The line holding "pub async fn clear_submissions(&self)" and all lines that follow it to the end of the data: return these exactly, and nothing more.

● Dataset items
=-=-=

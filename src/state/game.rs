use super::AppState;
use crate::error::GameError;
use crate::types::*;

impl AppState {
    /// NotStarted -> Live(1)
    pub async fn start_game(&self) -> Result<GameState, GameError> {
        let mut game = self.game.write().await;
        if game.active {
            return Err(GameError::InvalidTransition(
                "Game is already active".to_string(),
            ));
        }

        game.active = true;
        game.current_question = 1;
        game.version += 1;
        let snapshot = game.clone();
        drop(game);

        tracing::info!("Game started at question 1");
        self.on_game_changed(&snapshot).await;
        Ok(snapshot)
    }

    /// Live(q) -> Live(q + 1), or Live(25) -> Finished
    pub async fn advance_question(&self) -> Result<GameState, GameError> {
        let mut game = self.game.write().await;
        let GamePhase::Live(current) = game.phase() else {
            return Err(GameError::InvalidTransition(format!(
                "Cannot advance from {:?}",
                game.phase()
            )));
        };

        game.current_question = current + 1;
        game.version += 1;
        let snapshot = game.clone();
        drop(game);

        if snapshot.phase() == GamePhase::Finished {
            tracing::info!("Advanced past the last question, game finished");
        } else {
            tracing::info!("Advanced to question {}", snapshot.current_question);
        }
        self.on_game_changed(&snapshot).await;
        Ok(snapshot)
    }

    /// Live(q) -> Finished
    pub async fn finish_game(&self) -> Result<GameState, GameError> {
        let mut game = self.game.write().await;
        if game.live_question().is_none() {
            return Err(GameError::InvalidTransition(format!(
                "Cannot finish from {:?}",
                game.phase()
            )));
        }

        game.current_question = FINISHED_QUESTION;
        game.version += 1;
        let snapshot = game.clone();
        drop(game);

        tracing::info!("Game finished");
        self.on_game_changed(&snapshot).await;
        Ok(snapshot)
    }

    /// Any -> NotStarted. Player records are kept.
    pub async fn end_game(&self) -> GameState {
        let mut game = self.game.write().await;
        game.active = false;
        game.current_question = 0;
        game.version += 1;
        let snapshot = game.clone();
        drop(game);

        tracing::info!("Game ended");
        self.on_game_changed(&snapshot).await;
        snapshot
    }

    /// Remove every player record and rotate the session token, forcing all
    /// connected players to rejoin. Returns the new token.
    pub async fn clear_submissions(&self) -> SessionToken {
        let mut game = self.game.write().await;
        let mut submissions = self.submissions.write().await;

        let removed = submissions.len();
        submissions.clear();

        let token = ulid::Ulid::new().to_string();
        game.session_token = Some(token.clone());
        game.version += 1;
        let snapshot = game.clone();
        drop(submissions);
        drop(game);

        tracing::info!(
            "Cleared {} player records, new session {}",
            removed,
            token
        );
        self.bump_revision();
        self.broadcast_to_all(crate::protocol::ServerMessage::SubmissionsCleared {
            session_token: token.clone(),
        });
        self.broadcast_game_state(&snapshot);
        self.broadcast_host_status().await;
        token
    }

    async fn on_game_changed(&self, game: &GameState) {
        self.bump_revision();
        self.broadcast_game_state(game);
        self.broadcast_host_status().await;
    }
}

=-=-=

● Response to the task
    pub async fn clear_submissions(&self) -> SessionToken {
        let mut game = self.game.write().await;
        let mut submissions = self.submissions.write().await;

        let removed = submissions.len();
        submissions.clear();

        let token = ulid::Ulid::new().to_string();
        game.session_token = Some(token.clone());
        game.version += 1;
        let snapshot = game.clone();
        drop(submissions);
        drop(game);

        tracing::info!(
            "Cleared {} player records, new session {}",
            removed,
            token
        );
        self.bump_revision();
        self.broadcast_to_all(crate::protocol::ServerMessage::SubmissionsCleared {
            session_token: token.clone(),
        });
        self.broadcast_game_state(&snapshot);
        self.broadcast_host_status().await;
        token
    }

    async fn on_game_changed(&self, game: &GameState) {
        self.bump_revision();
        self.broadcast_game_state(game);
        self.broadcast_host_status().await;
    }
}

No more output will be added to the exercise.